- Opening Delimiter -

#[cfg(test)]
mod tests {
    use super::*;
    use std::sync::{Arc, Mutex};

    fn quiet_config() -> Config {
        let mut config = Config::default();
        config.pickups.spawn_chance = 0.0;
        config
    }

    fn sim() -> Simulation {
        Simulation::with_seed(&quiet_config(), 42)
    }

    fn center() -> DVec2 {
        DVec2::new(2000.0, 2000.0)
    }

    #[test]
    fn test_ids_are_fresh() {
        let mut sim = sim();
        let a = sim.add_entity();
        let b = sim.add_entity();
        sim.remove_entity(a);
        let c = sim.add_entity();
        assert_eq!((a, b, c), (1, 2, 3));
        assert_eq!(sim.snapshot().scores.keys().copied().collect::<Vec<_>>(), vec![2, 3]);
    }

    #[test]
    fn test_remove_unknown_is_noop() {
        let mut sim = sim();
        let a = sim.add_entity_at(center());
        assert!(!sim.remove_entity(99));
        assert!(sim.remove_entity(a));
        assert!(!sim.remove_entity(a));
        assert_eq!(sim.entity_count(), 0);
        assert!(sim.snapshot().scores.is_empty());
        sim.tick(16.0);
    }

    #[test]
    fn test_set_heading() {
        let mut sim = sim();
        let a = sim.add_entity_at(center());
        assert!(sim.set_heading(a, 1.0));
        assert_eq!(sim.entity(a).unwrap().angle(), 1.0);
        assert!(!sim.set_heading(a, f64::NAN));
        assert_eq!(sim.entity(a).unwrap().angle(), 1.0);
        assert!(!sim.set_heading(77, 0.5));
    }

    #[test]
    fn test_self_collision_kills_and_drops_pellets() {
        let mut sim = sim();
        let a = sim.add_entity_at(center());
        sim.snakes[0].speed = 0.0;

        let events = sim.tick(16.0).clone();
        let snake = sim.entity(a).unwrap();
        assert!(!snake.is_alive());
        assert_eq!(
            events.deaths,
            vec![Death {
                snake_id: a,
                cause: DeathCause::SelfCollision,
                pellets: 2
            }]
        );
        assert_eq!(sim.pickups().pellet_count(), snake.segments().len());
        assert_eq!(sim.snapshot().sound, Some(Sound::Collision));
    }

    #[test]
    fn test_head_grace_segments_skip_self_check() {
        let mut config = quiet_config();
        config.snake.head_grace_segments = 1;
        let mut sim = Simulation::with_seed(&config, 1);
        let a = sim.add_entity_at(center());
        sim.snakes[0].speed = 0.0;

        sim.tick(16.0);
        assert!(sim.entity(a).unwrap().is_alive());
        // Third segment now overlaps too.
        sim.tick(16.0);
        assert!(!sim.entity(a).unwrap().is_alive());
    }

    #[test]
    fn test_moving_snake_survives_when_segments_are_spread() {
        let mut sim = sim();
        let a = sim.add_entity_at(center());
        // 100 units/s * 200 ms = 20 units between segments.
        for _ in 0..5 {
            sim.tick(200.0);
        }
        assert!(sim.entity(a).unwrap().is_alive());
        assert_eq!(sim.pickups().pellet_count(), 0);
    }

    #[test]
    fn test_head_into_other_body_kills_only_attacker() {
        let mut sim = sim();
        let a = sim.add_entity_at(DVec2::new(1980.0, 2000.0));
        let b = sim.add_entity_at(center());
        sim.set_heading(b, std::f64::consts::FRAC_PI_2);

        // A moves 15 units, ending 5 units short of B's only segment.
        let events = sim.tick(150.0).clone();

        let snake_a = sim.entity(a).unwrap();
        assert!(!snake_a.is_alive());
        assert!(sim.entity(b).unwrap().is_alive());
        assert_eq!(sim.pickups().pellet_count(), snake_a.segments().len());
        assert_eq!(events.deaths.len(), 1);
        assert_eq!(events.deaths[0].cause, DeathCause::Snake(b));
    }

    #[test]
    fn test_first_overlapping_body_wins() {
        let mut sim = sim();
        let a = sim.add_entity_at(DVec2::new(1980.0, 2000.0));
        let b = sim.add_entity_at(center());
        let c = sim.add_entity_at(DVec2::new(1990.0, 2006.0));
        sim.set_heading(b, std::f64::consts::FRAC_PI_2);
        sim.set_heading(c, -std::f64::consts::FRAC_PI_2);

        // A's head lands at (1995, 2000), inside both B's and C's boxes.
        let events = sim.tick(150.0).clone();

        let snake_a = sim.entity(a).unwrap();
        assert!(!snake_a.is_alive());
        assert_eq!(
            events.deaths,
            vec![Death {
                snake_id: a,
                cause: DeathCause::Snake(b),
                pellets: snake_a.segments().len()
            }]
        );
        assert_eq!(sim.pickups().pellet_count(), snake_a.segments().len());
        assert!(sim.entity(b).unwrap().is_alive());
        assert!(sim.entity(c).unwrap().is_alive());
    }

    #[test]
    fn test_dead_bodies_are_not_obstacles() {
        let mut sim = sim();
        let a = sim.add_entity_at(center());
        sim.snakes[0].speed = 0.0;
        sim.tick(16.0);
        assert!(!sim.entity(a).unwrap().is_alive());

        // B drives straight through A's corpse.
        let b = sim.add_entity_at(DVec2::new(1980.0, 2000.0));
        sim.tick(150.0);
        assert!(sim.entity(b).unwrap().is_alive());
    }

    #[test]
    fn test_boundary_death() {
        let mut sim = sim();
        let inside = sim.add_entity_at(DVec2::new(2500.0, 2000.0));
        let outside = sim.add_entity_at(DVec2::new(100.0, 100.0));

        sim.tick(200.0);
        assert!(sim.entity(inside).unwrap().is_alive());
        assert!(!sim.entity(outside).unwrap().is_alive());
        assert_eq!(sim.last_events().deaths[0].cause, DeathCause::Boundary);
        assert_eq!(sim.pickups().pellet_count(), 2);
    }

    #[test]
    fn test_shrinking_boundary_catches_up() {
        let mut sim = sim();
        // End of the linear phase: radius 200.
        sim.tick(180_000.0);
        assert!((sim.snapshot().boundary_radius - 200.0).abs() < 1e-9);

        let near = sim.add_entity_at(DVec2::new(2050.0, 2000.0));
        let far = sim.add_entity_at(DVec2::new(2000.0, 2500.0));
        sim.tick(200.0);
        assert!(sim.entity(near).unwrap().is_alive());
        assert!(!sim.entity(far).unwrap().is_alive());
    }

    #[test]
    fn test_pickup_consumed_once() {
        let mut sim = sim();
        let a = sim.add_entity_at(center());
        let id = sim
            .pickups_mut()
            .spawn_at(PowerUpKind::SpeedBoost, DVec2::new(2020.0, 2000.0));

        let events = sim.tick(200.0).clone();
        assert_eq!(
            events.pickups,
            vec![Pickup {
                snake_id: a,
                power_up_id: id,
                kind: PowerUpKind::SpeedBoost
            }]
        );
        let snapshot = sim.snapshot();
        assert!(snapshot.power_ups.is_empty());
        assert_eq!(snapshot.sound, Some(Sound::Eat));

        sim.tick(200.0);
        assert!(sim.last_events().pickups.is_empty());
        assert_eq!(sim.snapshot().sound, None);
    }

    #[test]
    fn test_dead_snake_collects_nothing() {
        let mut sim = sim();
        sim.add_entity_at(DVec2::new(100.0, 100.0));
        sim.pickups_mut()
            .spawn_at(PowerUpKind::Magnet, DVec2::new(120.0, 100.0));

        sim.tick(200.0);
        assert_eq!(sim.pickups().power_ups().len(), 1);
    }

    struct Recorder(Arc<Mutex<Vec<(u32, PowerUpKind)>>>);

    impl PickupEffect for Recorder {
        fn apply(&mut self, snake: &mut Snake, kind: PowerUpKind) {
            self.0.lock().unwrap().push((snake.id, kind));
        }
    }

    #[test]
    fn test_pickup_effect_hook() {
        let seen = Arc::new(Mutex::new(Vec::new()));
        let mut sim = sim();
        sim.set_pickup_effect(Box::new(Recorder(Arc::clone(&seen))));
        let a = sim.add_entity_at(center());
        sim.pickups_mut()
            .spawn_at(PowerUpKind::Cutter, DVec2::new(2020.0, 2000.0));

        sim.tick(200.0);
        assert_eq!(*seen.lock().unwrap(), vec![(a, PowerUpKind::Cutter)]);
    }

    #[test]
    fn test_power_ups_spawn_up_to_cap() {
        let mut config = Config::default();
        config.pickups.spawn_chance = 1.0;
        let mut sim = Simulation::with_seed(&config, 9);
        for _ in 0..20 {
            sim.tick(16.0);
        }
        let snapshot = sim.snapshot();
        assert_eq!(snapshot.power_ups.len(), 5);
        let r = snapshot.boundary_radius - 200.0;
        for p in &snapshot.power_ups {
            let d = DVec2::new(p.x, p.y).distance(center());
            assert!(d <= snapshot.boundary_radius);
            assert!(d >= r - 20.0);
        }
    }

    #[test]
    fn test_snapshot_is_pure() {
        let mut sim = sim();
        sim.add_entity();
        sim.add_entity();
        sim.tick(16.0);
        assert_eq!(sim.snapshot(), sim.snapshot());

        let mut taken = sim.snapshot();
        taken.players.clear();
        taken.scores.clear();
        assert_eq!(sim.snapshot().players.len(), 2);
        assert_eq!(sim.snapshot().scores.len(), 2);
    }

    #[test]
    fn test_bad_dt_does_not_move_clock() {
        let mut sim = sim();
        sim.tick(f64::NAN);
        sim.tick(-50.0);
        assert_eq!(sim.elapsed_ms(), 0.0);
        assert_eq!(sim.tick_count(), 2);
        assert_eq!(sim.radius(), 2000.0);
    }

    #[test]
    fn test_random_spawn_in_world() {
        let mut sim = sim();
        let a = sim.add_entity();
        let p = sim.entity(a).unwrap().snapshot();
        assert!((0.0..4000.0).contains(&p.x));
        assert!((0.0..4000.0).contains(&p.y));
        assert_eq!(p.angle, 0.0);
        assert!(p.alive);
        assert_eq!(p.color.len(), 7);
        assert_eq!(p.segments.len(), 1);
    }
}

- Closing Delimiter -

Task objective -
Within the records above, determine how many lines contain the word "SpeedBoost". Respond with that number and no other text.

Answer section -
2